Incassati dal Comune di Nicosia i 600 mila euro non dovuti all’Ato, saranno utilizzati per realizzare la via di fuga di via Belviso

Condividi l'articolo su:

Il Credito Siciliano circa due settimane fa ha versato nella casse comunali gli oltre 600 mila euro ottenuti a seguito della sentenza emessa il 10 luglio 2019 dal Tribunale di Enna, il giudice Marco Pennisi si era pronunciato in favore del Comune di Nicosia dichiarando provvisoriamente esecutivo il decreto ingiuntivo proposto contro l’Istituto di credito.

Si tratta di una lunga ed intricata vicenda che risale ad un decennio fa, una vicenda giudiziaria promossa dall’ex Banco di Sicilia nei confronti dei comuni dell’ennese e dall’Ato EnnaEuno

Nel 2009 il Credito Siciliano ottenne dal Tribunale di Enna un unico decreto ingiuntivo immediatamente esecutivo per oltre sei milioni e seicentomila euro nei confronti dei comuni ennesi soci dell’Ato. La quota dovuta dal Comune di Nicosia in solido con EnnaEuno alla banca era di 605.811,08 euro.

Il Credito Siciliano sosteneva di aver avuto ceduto dall’Ato EnnaEuno il credito che la società d’ambito vantava per la riscossione volontaria della T.I.A. (Tariffa di igiene ambientale).

Sulla base del decreto ingiuntivo, il 28 settembre 2009 Credito Siciliano riusciva a pignorare presso la tesoreria del Comune di Nicosia la somma di 608.000 euro.

Il Comune di Nicosia proponeva però opposizione al decreto ingiuntivo ed il Tribunale di Enna, con sentenza del 18 aprile 2017, l’accoglieva, revocando il decreto ingiuntivo. Il Comune tramite il decreto ingiuntivo chiedeva la restituzione di quanto ingiustamente sborsato nel 2009.

Questa somma verrà impegnata, secondo gli intendimenti dell’amministrazione comunale, per costruire la via di fuga in via Belviso con un nuovo progetto da 600 mila euro. Un’opera pubblica importante poiché questa strada ad alta intensità abitativa non ha ad oggi una via di fuga in caso di calamità naturali.

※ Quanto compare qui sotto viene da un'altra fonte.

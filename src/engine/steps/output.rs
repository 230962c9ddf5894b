use super::super::events::EngineEvent;
use super::super::resources::EngineHandles;
use super::super::runtime::StepRuntimeState;
use super::super::state::State;
use super::StepRunResult;
use crate::scenario::{Message, OutputOptions};
use tracing::warn;

/// Output Step을 실행한다. 렌더링 실패는 오류 목록에 기록한다.
pub(super) fn execute_output(
    step_name: &str,
    message: &Message,
    options: OutputOptions,
    state: &mut State,
    handles: &EngineHandles,
    runtime: &mut StepRuntimeState,
) -> StepRunResult {
    match message.render(state) {
        Ok(text) => {
            let text = render_output(&text, options, handles.header_width);
            runtime.logs.extend(text.lines().map(str::to_string));
            handles.emit(EngineEvent::Output {
                step: step_name.to_string(),
                text,
            });
            StepRunResult::Success
        }
        Err(err) => {
            let message = format!("{err:#}");
            warn!(error = %message, "메시지 렌더링 실패");
            state.record_error(step_name, &err);
            StepRunResult::Recorded(message)
        }
    }
}

/// 표시 옵션을 적용해 출력 문자열을 만든다.
///
/// preformatted가 아니면 앞뒤 빈 줄과 각 줄의 들여쓰기를 제거한다.
/// header이면 `width` 길이의 구분선으로 감싼다.
fn render_output(text: &str, options: OutputOptions, width: usize) -> String {
    let body = if options.preformatted {
        text.to_string()
    } else {
        text.trim_matches('\n')
            .lines()
            .map(str::trim)
            .collect::<Vec<_>>()
            .join("\n")
    };
    if options.header {
        let rule = "-".repeat(width);
        format!("{rule}\n{body}\n{rule}")
    } else {
        body
    }
}
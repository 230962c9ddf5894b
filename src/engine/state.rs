use crate::error::StateError;
use once_cell::sync::Lazy;
use regex::Regex;
use serde::de::DeserializeOwned;
use serde::{Deserialize, Serialize};
use serde_yaml::Value;
use std::collections::BTreeMap;

static PLACEHOLDER: Lazy<Regex> =
    Lazy::new(|| Regex::new(r"\$\{([A-Za-z0-9_.\-]+)\}").expect("정규식 컴파일 실패"));

/// Step에서 기록한 오류 한 건이다.
#[derive(Debug, Clone, PartialEq, Eq, Serialize, Deserialize)]
pub struct RecordedError {
    /// 오류를 기록한 Step 이름.
    pub step: String,
    /// 오류 메시지.
    pub message: String,
}

/// 시나리오 실행 중 모든 Step이 공유하는 상태 저장소이다.
///
/// 값은 문자열 키로 저장되며 접근 시점에 타입을 지정한다.
/// 오류 목록은 추가만 가능하고 실행 중 줄어들지 않는다.
#[derive(Debug, Clone, Default, PartialEq, Serialize, Deserialize)]
pub struct State {
    /// Step이 기록한 값 저장소이다.
    #[serde(default)]
    values: BTreeMap<String, Value>,
    /// 누적된 오류 목록이다.
    #[serde(default)]
    errors: Vec<RecordedError>,
    /// 조기 종료 요청 여부이다.
    #[serde(default)]
    early_exit: bool,
}

impl State {
    /// 비어 있는 상태를 생성한다.
    pub fn new() -> Self {
        Self::default()
    }

    /// 값을 직렬화하여 저장한다.
    ///
    /// # 매개변수
    /// - `key`: 저장할 키.
    /// - `value`: 직렬화 가능한 값.
    pub fn set<T: Serialize>(
        &mut self,
        key: impl Into<String>,
        value: T,
    ) -> Result<(), StateError> {
        let key = key.into();
        let value = serde_yaml::to_value(value).map_err(|source| StateError::Convert {
            key: key.clone(),
            source,
        })?;
        self.values.insert(key, value);
        Ok(())
    }

    /// 값을 요청한 타입으로 조회한다.
    ///
    /// # 반환값
    /// 키가 없으면 `Ok(None)`, 변환에 실패하면 오류를 반환한다.
    pub fn get<T: DeserializeOwned>(&self, key: &str) -> Result<Option<T>, StateError> {
        match self.values.get(key) {
            Some(value) => serde_yaml::from_value(value.clone())
                .map(Some)
                .map_err(|source| StateError::Convert {
                    key: key.to_string(),
                    source,
                }),
            None => Ok(None),
        }
    }

    /// 반드시 존재해야 하는 값을 조회한다.
    pub fn require<T: DeserializeOwned>(&self, key: &str) -> Result<T, StateError> {
        self.get(key)?
            .ok_or_else(|| StateError::MissingKey(key.to_string()))
    }

    /// 원시 값을 조회한다.
    pub fn get_value(&self, key: &str) -> Option<&Value> {
        self.values.get(key)
    }

    pub fn get_bool(&self, key: &str) -> Option<bool> {
        self.values.get(key).and_then(Value::as_bool)
    }

    pub fn get_str(&self, key: &str) -> Option<&str> {
        self.values.get(key).and_then(Value::as_str)
    }

    /// 키 존재 여부를 확인한다.
    pub fn contains(&self, key: &str) -> bool {
        self.values.contains_key(key)
    }

    /// 저장된 키 목록을 정렬 순서로 반환한다.
    pub fn keys(&self) -> impl Iterator<Item = &str> {
        self.values.keys().map(|k| k.as_str())
    }

    /// 오류를 기록한다. 메시지는 원인 체인을 포함한다.
    pub fn record_error(&mut self, step: impl Into<String>, error: &anyhow::Error) {
        self.record_message(step, format!("{error:#}"));
    }

    /// 문자열 메시지로 오류를 기록한다.
    pub fn record_message(&mut self, step: impl Into<String>, message: impl Into<String>) {
        self.errors.push(RecordedError {
            step: step.into(),
            message: message.into(),
        });
    }

    /// 누적된 오류 목록을 반환한다.
    pub fn errors(&self) -> &[RecordedError] {
        &self.errors
    }

    pub fn has_errors(&self) -> bool {
        !self.errors.is_empty()
    }

    /// 조기 종료를 요청한다. 이후 Step은 skip 조건으로 스스로 건너뛴다.
    pub fn request_early_exit(&mut self) {
        self.early_exit = true;
    }

    pub fn early_exit(&self) -> bool {
        self.early_exit
    }

    /// 다른 상태를 병합한다.
    ///
    /// 값은 덮어쓰고 조기 종료 플래그는 OR 연산한다. 오류는 두 목록이 공유하는
    /// 앞부분을 건너뛰고 나머지를 뒤에 이어 붙이므로, 같은 실행에서 먼저 저장한
    /// 스냅샷을 다시 병합해도 중복되지 않고 같은 오류의 반복 기록은 유지된다.
    pub fn merge(&mut self, other: State) {
        self.values.extend(other.values);
        let shared = self
            .errors
            .iter()
            .zip(&other.errors)
            .take_while(|(mine, theirs)| mine == theirs)
            .count();
        self.errors.extend(other.errors.into_iter().skip(shared));
        self.early_exit |= other.early_exit;
    }

    /// `${key}` 패턴을 상태 값 또는 환경 변수로 치환한다.
    ///
    /// # 매개변수
    /// - `template`: 치환할 원본 문자열.
    ///
    /// # 반환값
    /// 치환하지 못한 플레이스홀더가 남으면 오류를 반환한다.
    pub fn expand_placeholders(&self, template: &str) -> anyhow::Result<String> {
        expand_with(template, |key| {
            self.values
                .get(key)
                .map(render_value)
                .or_else(|| std::env::var(key).ok())
        })
    }
}

/// 조회 함수를 사용해 `${key}` 패턴을 치환한다.
pub(crate) fn expand_with<F>(template: &str, lookup: F) -> anyhow::Result<String>
where
    F: Fn(&str) -> Option<String>,
{
    let mut missing: Vec<String> = Vec::new();
    let result = PLACEHOLDER.replace_all(template, |caps: &regex::Captures| {
        let key = &caps[1];
        match lookup(key) {
            Some(value) => value,
            None => {
                missing.push(key.to_string());
                caps[0].to_string()
            }
        }
    });
    if !missing.is_empty() {
        anyhow::bail!("플레이스홀더 치환 실패: {}", missing.join(", "));
    }
    Ok(result.into_owned())
}

/// 상태 값을 사람이 읽을 수 있는 문자열로 변환한다.
fn render_value(value: &Value) -> String {
    match value {
        Value::String(s) => s.clone(),
        Value::Bool(b) => b.to_string(),
        Value::Number(n) => n.to_string(),
        Value::Null => String::new(),
        other => serde_yaml::to_string(other)
            .map(|s| s.trim_end().to_string())
            .unwrap_or_default(),
    }
}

Anche quest’opera pubblica ha avuto un iter travagliato. Con un incarico da 24 mila euro dato all’ingegnere catanese Grazia La Cava nel settembre 2009. La professionista ebbe l’incarico di redigere un progetto definitivo dei lavori di realizzazione della strada di collegamento della via Belviso con il tratto di strada compreso tra la via Leonardo Da Vinci e la provinciale 20. Il costo del progetto, non accompagnato tra l’altro dalla relazione geologica, si aggirava sui due milioni di euro.

Il progetto fu bloccato dall’attuale amministrazione comunale, poiché ritenuto troppo costoso, prevedeva tra l’altro oltre una ventina di espropri e ricevette anche il parere negativo da parte della Soprintendenza di Enna.

L’ingegnere Grazia la Cava ha mantenuto l’incarico ed è stata convocata dall’Ufficio tecnico comunale per redigere un nuovo progetto, è stata individuata, infatti, un nuovo tracciato per la via di fuga della via Belviso, la cui realizzazione costerà 600 mila euro, interamente coperti con la somma incassata dal decreto ingiuntivo.